> **What the exercise asks**
Please give back the listing exactly as it reads.

> **Source records**
--- START ---

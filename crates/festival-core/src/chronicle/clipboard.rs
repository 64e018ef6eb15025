//! Clipboard targets for copied snippets.

use tracing::{debug, warn};

use crate::error::{FestivalError, FestivalResult};

/// Something that accepts copied text.
pub trait Clipboard {
    fn write_text(&mut self, text: &str) -> FestivalResult<()>;
}

/// Keeps the last copied text in memory.
#[derive(Debug, Default, Clone)]
pub struct MemoryClipboard {
    contents: Option<String>,
}

impl MemoryClipboard {
    pub fn contents(&self) -> Option<&str> {
        self.contents.as_deref()
    }
}

impl Clipboard for MemoryClipboard {
    fn write_text(&mut self, text: &str) -> FestivalResult<()> {
        self.contents = Some(text.to_string());
        Ok(())
    }
}

/// Desktop clipboard. The handle is opened on first use and kept for the
/// lifetime of the value.
#[derive(Default)]
pub struct SystemClipboard {
    handle: Option<arboard::Clipboard>,
}

impl SystemClipboard {
    fn handle(&mut self) -> FestivalResult<&mut arboard::Clipboard> {
        if self.handle.is_none() {
            self.handle = Some(arboard::Clipboard::new()?);
        }
        self.handle
            .as_mut()
            .ok_or_else(|| FestivalError::config("clipboard unavailable"))
    }
}

impl Clipboard for SystemClipboard {
    fn write_text(&mut self, text: &str) -> FestivalResult<()> {
        let result = self
            .handle()
            .and_then(|cb| cb.set_text(text).map_err(FestivalError::from));
        match &result {
            Ok(()) => debug!(len = text.len(), "Copied to system clipboard"),
            Err(e) => warn!(error = %e, "Failed to write system clipboard"),
        }
        result
    }
}

#[cfg(test)]
mod tests {
    use super::*;

    #[test]
    fn test_memory_clipboard_keeps_last_text() {
        let mut clipboard = MemoryClipboard::default();
        assert_eq!(clipboard.contents(), None);

        clipboard.write_text("first").unwrap();
        clipboard.write_text("second").unwrap();
        assert_eq!(clipboard.contents(), Some("second"));
    }
}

--- END ---

> **Response**
filename crates/festival-core/src/chronicle/clipboard.rs
repository 64e018ef6eb15025
//! Clipboard targets for copied snippets.

use tracing::{debug, warn};

use crate::error::{FestivalError, FestivalResult};

/// Something that accepts copied text.
pub trait Clipboard {
    fn write_text(&mut self, text: &str) -> FestivalResult<()>;
}

/// Keeps the last copied text in memory.
#[derive(Debug, Default, Clone)]
pub struct MemoryClipboard {
    contents: Option<String>,
}

impl MemoryClipboard {
    pub fn contents(&self) -> Option<&str> {
        self.contents.as_deref()
    }
}

impl Clipboard for MemoryClipboard {
    fn write_text(&mut self, text: &str) -> FestivalResult<()> {
        self.contents = Some(text.to_string());
        Ok(())
    }
}

/// Desktop clipboard. The handle is opened on first use and kept for the
/// lifetime of the value.
#[derive(Default)]
pub struct SystemClipboard {
    handle: Option<arboard::Clipboard>,
}

impl SystemClipboard {
    fn handle(&mut self) -> FestivalResult<&mut arboard::Clipboard> {
        if self.handle.is_none() {
            self.handle = Some(arboard::Clipboard::new()?);
        }
        self.handle
            .as_mut()
            .ok_or_else(|| FestivalError::config("clipboard unavailable"))
    }
}

impl Clipboard for SystemClipboard {
    fn write_text(&mut self, text: &str) -> FestivalResult<()> {
        let result = self
            .handle()
            .and_then(|cb| cb.set_text(text).map_err(FestivalError::from));
        match &result {
            Ok(()) => debug!(len = text.len(), "Copied to system clipboard"),
            Err(e) => warn!(error = %e, "Failed to write system clipboard"),
        }
        result
    }
}

#[cfg(test)]
mod tests {
    use super::*;

    #[test]
    fn test_memory_clipboard_keeps_last_text() {
        let mut clipboard = MemoryClipboard::default();
        assert_eq!(clipboard.contents(), None);

        clipboard.write_text("first").unwrap();
        clipboard.write_text("second").unwrap();
        assert_eq!(clipboard.contents(), Some("second"));
    }
}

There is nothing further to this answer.